The data
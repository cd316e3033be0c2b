use std::collections::HashMap;
use std::sync::Arc;

use parking_lot::RwLock;

use super::{DataType, Persister};
use crate::value::NativeType;

/// Lookup from native type to persister.
///
/// Registered persisters are consulted before the built-ins, in registration order. The
/// registry is handed to the schema builder rather than held globally, so separate schemas may
/// carry separate custom persisters.
#[derive(Debug)]
pub struct PersisterRegistry {
    builtins: HashMap<NativeType, Arc<dyn Persister>>,
    registered: RwLock<Vec<Arc<dyn Persister>>>,
}

impl Default for PersisterRegistry {
    fn default() -> Self {
        Self::new()
    }
}

impl PersisterRegistry {
    /// Creates a registry holding only the built-in persisters.
    #[must_use]
    pub fn new() -> Self {
        let mut builtins = HashMap::new();
        for data_type in DataType::ALL {
            let persister = data_type.persister();
            for native in persister.native_types() {
                builtins.entry(*native).or_insert_with(|| Arc::clone(&persister));
            }
        }
        Self {
            builtins,
            registered: RwLock::new(Vec::new()),
        }
    }

    /// Adds a custom persister. Earlier registrations take priority over later ones.
    pub fn register(&self, persister: Arc<dyn Persister>) {
        tracing::debug!(persister = persister.name(), "registering custom persister");
        self.registered.write().push(persister);
    }

    /// Removes every custom persister.
    pub fn clear(&self) {
        self.registered.write().clear();
    }

    /// Finds the persister for a native type.
    ///
    /// Enumerations without a dedicated persister fall back to storage by variant name.
    #[must_use]
    pub fn lookup(&self, native: NativeType) -> Option<Arc<dyn Persister>> {
        let registered = self
            .registered
            .read()
            .iter()
            .find(|p| p.native_types().contains(&native))
            .map(Arc::clone);
        registered.or_else(|| self.builtins.get(&native).map(Arc::clone)).or_else(|| {
            (native == NativeType::Enum).then(|| DataType::EnumString.persister())
        })
    }
}

#[cfg(test)]
mod tests {
    use super::*;
    use crate::config::FieldConfig;
    use crate::connection::DatabaseResults;
    use crate::error::Result;
    use crate::persister::SqlType;
    use crate::value::Value;

    #[derive(Debug)]
    struct Upper;

    impl Persister for Upper {
        fn name(&self) -> &'static str {
            "Upper"
        }

        fn sql_type(&self) -> SqlType {
            SqlType::String
        }

        fn native_types(&self) -> &'static [NativeType] {
            &[NativeType::String, NativeType::Custom("shout")]
        }

        fn to_arg(&self, _field: &FieldConfig, value: &Value) -> Result<Value> {
            Ok(Value::Text(value.to_string().to_uppercase()))
        }

        fn from_result(
            &self, _field: &FieldConfig, results: &dyn DatabaseResults, column: usize,
        ) -> Result<Value> {
            Ok(results.get_string(column)?.map_or(Value::Null, Value::Text))
        }

        fn parse_default(&self, _field: &FieldConfig, default: &str) -> Result<Value> {
            Ok(Value::Text(default.to_uppercase()))
        }
    }

    #[test]
    fn builtins_by_native_type() {
        let registry = PersisterRegistry::new();
        assert_eq!(registry.lookup(NativeType::Long).unwrap().name(), "LongPersister");
        assert_eq!(registry.lookup(NativeType::Uuid).unwrap().name(), "UuidPersister");
        assert_eq!(registry.lookup(NativeType::Enum).unwrap().name(), "EnumStringPersister");
        assert!(registry.lookup(NativeType::Custom("shout")).is_none());
    }

    #[test]
    fn registered_take_priority() {
        let registry = PersisterRegistry::new();
        registry.register(Arc::new(Upper));
        assert_eq!(registry.lookup(NativeType::String).unwrap().name(), "Upper");
        assert_eq!(registry.lookup(NativeType::Custom("shout")).unwrap().name(), "Upper");

        registry.clear();
        assert_eq!(registry.lookup(NativeType::String).unwrap().name(), "StringPersister");
    }
}
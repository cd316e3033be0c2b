use std::sync::Arc;

use crate::error::Result;
use crate::field::FieldDescriptor;
use crate::select::SelectBuilder;
use crate::statement::WhereOperation;
use crate::table::TableDescriptor;
use crate::builder_err;

/// Join types supported by the select builder.
#[derive(Debug, Clone, Copy, PartialEq, Eq)]
pub enum JoinKind {
    /// `INNER JOIN`
    Inner,
    /// `LEFT JOIN`
    Left,
}

impl JoinKind {
    pub(crate) const fn as_sql(self) -> &'static str {
        match self {
            Self::Inner => "INNER",
            Self::Left => "LEFT",
        }
    }
}

/// How the joined builder's WHERE is combined with the clauses before it.
#[derive(Debug, Clone, Copy, PartialEq, Eq)]
pub enum JoinWhereOperation {
    /// `AND (...)`
    And,
    /// `OR (...)`
    Or,
}

impl From<JoinWhereOperation> for WhereOperation {
    fn from(operation: JoinWhereOperation) -> Self {
        match operation {
            JoinWhereOperation::And => Self::And,
            JoinWhereOperation::Or => Self::Or,
        }
    }
}

/// A joined builder together with the columns it is joined on.
#[derive(Debug, Clone)]
pub(crate) struct JoinInfo {
    pub(crate) kind: JoinKind,
    pub(crate) operation: JoinWhereOperation,
    pub(crate) query: SelectBuilder,
    pub(crate) local: Arc<FieldDescriptor>,
    pub(crate) remote: Arc<FieldDescriptor>,
}

/// Finds the join columns from the foreign links between two tables.
///
/// A foreign field of `local` referencing the id of `joined` wins over a foreign field of
/// `joined` referencing the id of `local`.
pub(crate) fn match_joined_fields(
    local: &TableDescriptor, joined: &TableDescriptor,
) -> Result<(Arc<FieldDescriptor>, Arc<FieldDescriptor>)> {
    if let Some(joined_id) = joined.id_field() {
        let forward = local.fields().iter().find(|f| references(f, joined_id));
        if let Some(field) = forward {
            return Ok((Arc::clone(field), Arc::clone(joined_id)));
        }
    }
    if let Some(local_id) = local.id_field() {
        let backward = joined.fields().iter().find(|f| references(f, local_id));
        if let Some(field) = backward {
            return Ok((Arc::clone(local_id), Arc::clone(field)));
        }
    }
    Err(builder_err!(
        "Could not find a foreign {} field in {} or vice versa",
        local.name(),
        joined.name()
    ))
}

/// Resolves explicitly named join columns.
pub(crate) fn match_joined_fields_by_name(
    local: &TableDescriptor, local_column: &str, joined: &TableDescriptor, joined_column: &str,
) -> Result<(Arc<FieldDescriptor>, Arc<FieldDescriptor>)> {
    let find = |table: &TableDescriptor, column: &str| {
        table.field_by_column(column).map(Arc::clone).map_err(|_| {
            builder_err!("Could not find field in {} that has column-name '{column}'", table.name())
        })
    };
    Ok((find(local, local_column)?, find(joined, joined_column)?))
}

fn references(field: &FieldDescriptor, target: &FieldDescriptor) -> bool {
    field.foreign_ref().is_some_and(|r| r.table == target.table_name() && r.field == target.name())
}

#[cfg(test)]
mod tests {
    use super::*;
    use crate::config::{FieldConfig, TableConfig};
    use crate::table::Schema;
    use crate::value::NativeType;

    fn schema() -> Schema {
        Schema::builder()
            .table(
                TableConfig::new("account")
                    .field(FieldConfig::of("id", NativeType::Long).generated_id())
                    .field(FieldConfig::of("name", NativeType::String)),
            )
            .table(
                TableConfig::new("order")
                    .field(FieldConfig::of("id", NativeType::Long).generated_id())
                    .field(FieldConfig::new("account").foreign("account")),
            )
            .table(TableConfig::new("tag").field(FieldConfig::of("label", NativeType::String)))
            .build()
            .unwrap()
    }

    #[test]
    fn matches_in_both_directions() {
        let schema = schema();
        let account = schema.table("account").unwrap();
        let order = schema.table("order").unwrap();

        let (local, remote) = match_joined_fields(order, account).unwrap();
        assert_eq!((local.column_name(), remote.column_name()), ("account_id", "id"));

        let (local, remote) = match_joined_fields(account, order).unwrap();
        assert_eq!((local.column_name(), remote.column_name()), ("id", "account_id"));

        let err = match_joined_fields(account, schema.table("tag").unwrap()).unwrap_err();
        assert!(err.to_string().contains("Could not find a foreign account field in tag or vice versa"));
    }

    #[test]
    fn matches_by_name() {
        let schema = schema();
        let account = schema.table("account").unwrap();
        let order = schema.table("order").unwrap();
        let err = match_joined_fields_by_name(account, "name", order, "nope").unwrap_err();
        assert!(err.to_string().contains("Could not find field in order that has column-name 'nope'"));
    }
}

Directions for this task
Reproduce the records above exactly, from the first line through the line containing "the built-in persisters.", and output nothing else.

Response box
repository cd316e3033be0c2b
use std::collections::HashMap;
use std::sync::Arc;

use parking_lot::RwLock;

use super::{DataType, Persister};
use crate::value::NativeType;

/// Lookup from native type to persister.
///
/// Registered persisters are consulted before the built-ins, in registration order. The
/// registry is handed to the schema builder rather than held globally, so separate schemas may
/// carry separate custom persisters.
#[derive(Debug)]
pub struct PersisterRegistry {
    builtins: HashMap<NativeType, Arc<dyn Persister>>,
    registered: RwLock<Vec<Arc<dyn Persister>>>,
}

impl Default for PersisterRegistry {
    fn default() -> Self {
        Self::new()
    }
}

impl PersisterRegistry {
    /// Creates a registry holding only the built-in persisters.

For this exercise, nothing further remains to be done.